Segment Open

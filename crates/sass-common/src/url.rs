//! Canonical URL handling for `@use`, `@import`, and `@forward` targets.
//!
//! Sass identifies a loaded stylesheet by its *canonical URL*: two loads that
//! resolve to the same canonical URL share one parse tree and module. This
//! module resolves relative import targets against the `url` crate's `Url`
//! type instead of hand-rolled string splicing, and adds the
//! filename-extension helpers the importer subsystem needs.
//!
//! Canonicalization here is *normalize-only*: `..` segments are collapsed
//! textually, but symlinks are never resolved. This mirrors one of the two
//! policies real-world filesystem importers have used historically; we pick
//! the simpler one and document the choice rather than special-casing
//! symlinks anywhere in the core (see the Open Questions in the design doc).

use url::Url;

/// Resolve `href` against `base`, the way `@use "href"` is resolved relative
/// to the stylesheet that contains it.
///
/// If `href` is already an absolute URL (has a scheme), it is returned as-is.
/// Otherwise it is joined against `base` per the URL Standard's relative
/// resolution algorithm (delegated to the `url` crate).
///
/// Returns `None` if `href` cannot be parsed as a relative reference against
/// `base` (e.g. `base` is a `cannot-be-a-base` URL).
#[must_use]
pub fn resolve(href: &str, base: &Url) -> Option<Url> {
    if let Ok(absolute) = Url::parse(href) {
        return Some(absolute);
    }
    base.join(href).ok()
}

/// Build a `file:` URL from a filesystem path, normalizing `.`/`..` segments
/// textually without touching the filesystem (no symlink resolution).
#[must_use]
pub fn file_url_from_path(path: &std::path::Path) -> Option<Url> {
    let normalized = normalize_path(path);
    Url::from_file_path(&normalized).ok()
}

/// Collapse `.` and `..` path components textually. Does not consult the
/// filesystem, so it does not resolve symlinks — see the module docs.
#[must_use]
pub fn normalize_path(path: &std::path::Path) -> std::path::PathBuf {
    use std::path::Component;

    let mut out = std::path::PathBuf::new();
    for component in path.components() {
        match component {
            Component::CurDir => {}
            Component::ParentDir => {
                if !out.pop() {
                    out.push(component);
                }
            }
            other => out.push(other),
        }
    }
    out
}

/// The syntax a stylesheet should be parsed with, inferred from a canonical
/// URL's file extension.
#[derive(Debug, Clone, Copy, PartialEq, Eq)]
pub enum UrlSyntax {
    /// `.scss` — braces-and-semicolons syntax.
    Scss,
    /// `.sass` — indentation-based syntax.
    Indented,
    /// `.css` — plain CSS, loaded via `@import` only, never evaluated as Sass.
    Css,
}

/// Infer [`UrlSyntax`] from a canonical URL's extension, if recognized.
#[must_use]
pub fn syntax_for_url(url: &Url) -> Option<UrlSyntax> {
    let path = url.path();
    if path.ends_with(".scss") {
        Some(UrlSyntax::Scss)
    } else if path.ends_with(".sass") {
        Some(UrlSyntax::Indented)
    } else if path.ends_with(".css") {
        Some(UrlSyntax::Css)
    } else {
        None
    }
}

/// Whether the last path segment of `url` names a partial (starts with `_`).
///
/// A partial is a stylesheet whose filename starts with `_`; it is loaded
/// only as a dependency, never as a compilation entry point.
#[must_use]
pub fn is_partial(url: &Url) -> bool {
    basename(url).is_some_and(|name| name.starts_with('_'))
}

/// The final path segment of a URL, e.g. `"_foo.scss"` for `file:///a/_foo.scss`.
#[must_use]
pub fn basename(url: &Url) -> Option<&str> {
    url.path_segments()?.next_back().filter(|s| !s.is_empty())
}

#[cfg(test)]
mod tests {
    use super::*;

    #[test]
    fn resolve_relative_against_base() {
        let base = Url::parse("file:///proj/main.scss").unwrap();
        let resolved = resolve("_partial", &base).unwrap();
        assert_eq!(resolved.as_str(), "file:///proj/_partial");
    }

    #[test]
    fn resolve_absolute_ignores_base() {
        let base = Url::parse("file:///proj/main.scss").unwrap();
        let resolved = resolve("file:///other/thing.scss", &base).unwrap();
        assert_eq!(resolved.as_str(), "file:///other/thing.scss");
    }

    #[test]
    fn normalize_collapses_dotdot() {
        let path = std::path::Path::new("/a/b/../c/./d");
        assert_eq!(normalize_path(path), std::path::PathBuf::from("/a/c/d"));
    }

    #[test]
    fn syntax_detection() {
        let scss = Url::parse("file:///x/a.scss").unwrap();
        let sass = Url::parse("file:///x/a.sass").unwrap();
        let css = Url::parse("file:///x/a.css").unwrap();
        assert_eq!(syntax_for_url(&scss), Some(UrlSyntax::Scss));
        assert_eq!(syntax_for_url(&sass), Some(UrlSyntax::Indented));
        assert_eq!(syntax_for_url(&css), Some(UrlSyntax::Css));
    }

    #[test]
    fn partial_detection() {
        let partial = Url::parse("file:///x/_foo.scss").unwrap();
        let not_partial = Url::parse("file:///x/foo.scss").unwrap();
        assert!(is_partial(&partial));
        assert!(!is_partial(&not_partial));
    }
}
//! The `@at-root` query clause: `(with: rule media)` / `(without: all)`.

use crate::ast::AtRootQuery;
use crate::error::SassError;

use super::Parser;

impl<'a> Parser<'a> {
    pub(crate) fn parse_at_root_query(&mut self) -> Result<AtRootQuery, SassError> {
        self.skip_trivia();
        if self.cursor.peek() != Some('(') {
            return Ok(AtRootQuery::Default);
        }
        self.cursor.bump();
        self.skip_trivia();
        let keyword = self.cursor.consume_ident_sequence();
        self.skip_trivia();
        self.expect_char(':')?;
        self.skip_trivia();
        let mut names = Vec::new();
        loop {
            self.skip_trivia();
            let name = self.cursor.consume_ident_sequence();
            if name.is_empty() {
                return Err(self.error_here("expected rule name."));
            }
            names.push(name);
            self.skip_trivia();
            if self.cursor.eat_char(',') {
                continue;
            }
            break;
        }
        self.skip_trivia();
        self.expect_char(')')?;
        if keyword.eq_ignore_ascii_case("with") {
            Ok(AtRootQuery::With(names))
        } else if keyword.eq_ignore_ascii_case("without") {
            Ok(AtRootQuery::Without(names))
        } else {
            Err(self.error_here("expected \"with\" or \"without\"."))
        }
    }
}

#[cfg(test)]
mod tests {
    use super::*;
    use crate::error::SourceFile;
    use std::sync::Arc;

    fn parse_query(src: &str) -> AtRootQuery {
        let source = Arc::new(SourceFile::new(url::Url::parse("file:///t").unwrap(), src.to_string()));
        let mut parser = Parser::new(&source, super::super::Syntax::Scss);
        parser.parse_at_root_query().unwrap()
    }

    #[test]
    fn defaults_with_no_query() {
        assert!(matches!(parse_query(""), AtRootQuery::Default));
    }

    #[test]
    fn parses_without_clause() {
        let query = parse_query("(without: media)");
        let AtRootQuery::Without(names) = query else { panic!("expected without") };
        assert_eq!(names, vec!["media".to_string()]);
    }

    #[test]
    fn parses_with_clause_multiple_names() {
        let query = parse_query("(with: rule, media)");
        let AtRootQuery::With(names) = query else { panic!("expected with") };
        assert_eq!(names, vec!["rule".to_string(), "media".to_string()]);
    }
}
//! Character classes, escape decoding, and a small cursor shared by the
//! SCSS parser, the indented-syntax parser, and every sub-parser
//! (selectors, media queries, expressions).
//!
//! Modeled on the teacher's `CSSTokenizer` consume/peek/reconsume cursor,
//! generalized to track line/column-free byte offsets (spans compute
//! line/column lazily from the offset, see [`crate::error::SourceFile`]).

/// "An ident-start code point is a letter, a non-ASCII code point, or
/// U+005F LOW LINE (_)."
#[must_use]
pub const fn is_ident_start(c: char) -> bool {
    c.is_ascii_alphabetic() || c == '_' || !c.is_ascii()
}

/// "An ident code point is an ident-start code point, a digit, or U+002D
/// HYPHEN-MINUS (-)."
#[must_use]
pub const fn is_ident_char(c: char) -> bool {
    is_ident_start(c) || c.is_ascii_digit() || c == '-'
}

/// "A newline, U+0009 CHARACTER TABULATION, or U+0020 SPACE."
#[must_use]
pub const fn is_whitespace(c: char) -> bool {
    matches!(c, '\n' | '\t' | ' ' | '\r' | '\x0C')
}

/// Whitespace that does not include a newline; used by the indented-syntax
/// parser, which treats newlines as structurally significant.
#[must_use]
pub const fn is_inline_whitespace(c: char) -> bool {
    matches!(c, '\t' | ' ')
}

/// A cursor over `&str` source text with one token of pushback, mirroring
/// the teacher's `consume`/`reconsume`/`peek` triad but operating on byte
/// offsets so spans can reference the original text directly.
#[derive(Debug, Clone)]
pub struct Cursor<'a> {
    src: &'a str,
    /// Byte offset of the next character to be returned by `peek`.
    pos: usize,
}

impl<'a> Cursor<'a> {
    /// Start a cursor at the beginning of `src`.
    #[must_use]
    pub fn new(src: &'a str) -> Self {
        Self { src, pos: 0 }
    }

    /// Start a cursor at a given byte offset into `src`.
    #[must_use]
    pub fn at(src: &'a str, pos: usize) -> Self {
        Self { src, pos }
    }

    /// Current byte offset.
    #[must_use]
    pub fn offset(&self) -> usize {
        self.pos
    }

    /// Whether the cursor has reached the end of input.
    #[must_use]
    pub fn is_eof(&self) -> bool {
        self.pos >= self.src.len()
    }

    /// The remaining, unconsumed input.
    #[must_use]
    pub fn rest(&self) -> &'a str {
        &self.src[self.pos..]
    }

    /// The full source buffer this cursor was created over, regardless of
    /// current position — used to rebuild a cursor at an earlier offset
    /// for backtracking.
    #[must_use]
    pub fn full(&self) -> &'a str {
        self.src
    }

    /// The character at the cursor without consuming it.
    #[must_use]
    pub fn peek(&self) -> Option<char> {
        self.rest().chars().next()
    }

    /// The character `offset` positions ahead without consuming anything.
    #[must_use]
    pub fn peek_at(&self, offset: usize) -> Option<char> {
        self.rest().chars().nth(offset)
    }

    /// Whether the remaining input starts with `s` (byte-exact).
    #[must_use]
    pub fn starts_with(&self, s: &str) -> bool {
        self.rest().starts_with(s)
    }

    /// Whether the remaining input starts with `s`, ignoring ASCII case —
    /// used for keyword matching (`@Media`, `@MEDIA`, ...).
    #[must_use]
    pub fn starts_with_ignore_ascii_case(&self, s: &str) -> bool {
        let rest = self.rest();
        rest.len() >= s.len() && rest[..s.len()].eq_ignore_ascii_case(s)
    }

    /// Consume and return the next character.
    pub fn bump(&mut self) -> Option<char> {
        let c = self.peek()?;
        self.pos += c.len_utf8();
        Some(c)
    }

    /// Consume `s` if the input starts with it exactly; returns whether it
    /// matched.
    pub fn eat_str(&mut self, s: &str) -> bool {
        if self.starts_with(s) {
            self.pos += s.len();
            true
        } else {
            false
        }
    }

    /// Consume `c` if it is next; returns whether it matched.
    pub fn eat_char(&mut self, c: char) -> bool {
        if self.peek() == Some(c) {
            self.pos += c.len_utf8();
            true
        } else {
            false
        }
    }

    /// Consume characters while `pred` holds, returning the consumed slice.
    pub fn eat_while(&mut self, mut pred: impl FnMut(char) -> bool) -> &'a str {
        let start = self.pos;
        while let Some(c) = self.peek() {
            if pred(c) {
                self.pos += c.len_utf8();
            } else {
                break;
            }
        }
        &self.src[start..self.pos]
    }

    /// Consume run-of-the-mill inline whitespace (not newlines).
    pub fn skip_inline_whitespace(&mut self) {
        self.eat_while(is_inline_whitespace);
    }

    /// Consume any whitespace, including newlines — for SCSS mode, where
    /// newlines carry no structural meaning.
    pub fn skip_whitespace(&mut self) {
        self.eat_while(is_whitespace);
    }

    /// "Consume an escaped code point", per the CSS escaping algorithm:
    /// a backslash followed either by 1-6 hex digits (optionally followed
    /// by one whitespace character) or by a single literal character.
    pub fn consume_escape(&mut self) -> Option<char> {
        if !self.eat_char('\\') {
            return None;
        }
        match self.peek() {
            Some(c) if c.is_ascii_hexdigit() => {
                let hex = self.eat_while(|c| c.is_ascii_hexdigit());
                let hex = if hex.len() > 6 { &hex[..6] } else { hex };
                // `eat_while` already consumed up to 6+ hex digits; if more
                // than 6 were present the remainder is left as literal text,
                // matching the one-to-six-digit escape grammar.
                if self.peek().is_some_and(is_whitespace) {
                    self.bump();
                }
                let code_point = u32::from_str_radix(hex, 16).unwrap_or(0xFFFD);
                if code_point == 0 || (0xD800..=0xDFFF).contains(&code_point) || code_point > 0x0010_FFFF {
                    Some('\u{FFFD}')
                } else {
                    char::from_u32(code_point)
                }
            }
            Some(_) => self.bump(),
            None => Some('\u{FFFD}'),
        }
    }

    /// Consume an ident sequence (identifier, possibly containing
    /// escapes), returning its decoded text.
    pub fn consume_ident_sequence(&mut self) -> String {
        let mut out = String::new();
        loop {
            match self.peek() {
                Some('\\') => {
                    if let Some(c) = self.consume_escape() {
                        out.push(c);
                    }
                }
                Some(c) if is_ident_char(c) => {
                    out.push(c);
                    self.bump();
                }
                _ => break,
            }
        }
        out
    }

    /// Whether the input at the cursor could begin an ident sequence,
    /// without consuming anything.
    #[must_use]
    pub fn would_start_ident(&self) -> bool {
        match self.peek() {
            Some('-') => {
                let second = self.peek_at(1);
                matches!(second, Some(c) if is_ident_start(c) || c == '-') || second == Some('\\')
            }
            Some(c) => is_ident_start(c) || c == '\\',
            None => false,
        }
    }
}

#[cfg(test)]
mod tests {
    use super::*;

    #[test]
    fn consumes_plain_ident() {
        let mut cursor = Cursor::new("foo-bar2 rest");
        assert_eq!(cursor.consume_ident_sequence(), "foo-bar2");
        assert_eq!(cursor.rest(), " rest");
    }

    #[test]
    fn consumes_hex_escape_with_trailing_space() {
        let mut cursor = Cursor::new(r"\41 BC");
        assert_eq!(cursor.consume_ident_sequence(), "ABC");
    }

    #[test]
    fn would_start_ident_detects_leading_hyphen() {
        assert!(Cursor::new("-foo").would_start_ident());
        assert!(Cursor::new("--foo").would_start_ident());
        assert!(!Cursor::new("-1").would_start_ident());
        assert!(!Cursor::new("123").would_start_ident());
    }

    #[test]
    fn starts_with_ignore_ascii_case_matches_keywords() {
        let cursor = Cursor::new("@MEDIA screen");
        assert!(cursor.starts_with_ignore_ascii_case("@media"));
    }
}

Segment Closed

* WORK REQUEST: Repeat exactly the lines of the listing above, from the one with "Some(c) if c.is_ascii_hexdigit()" down to the one with "let code_point = u32::from_str_radix(hex, 16).unwrap_or(0xFFFD);"; both of those lines belong in the range.

* EXERCISE RESPONSE:
            Some(c) if c.is_ascii_hexdigit() => {
                let hex = self.eat_while(|c| c.is_ascii_hexdigit());
                let hex = if hex.len() > 6 { &hex[..6] } else { hex };
                // `eat_while` already consumed up to 6+ hex digits; if more
                // than 6 were present the remainder is left as literal text,
                // matching the one-to-six-digit escape grammar.
                if self.peek().is_some_and(is_whitespace) {
                    self.bump();
                }
                let code_point = u32::from_str_radix(hex, 16).unwrap_or(0xFFFD);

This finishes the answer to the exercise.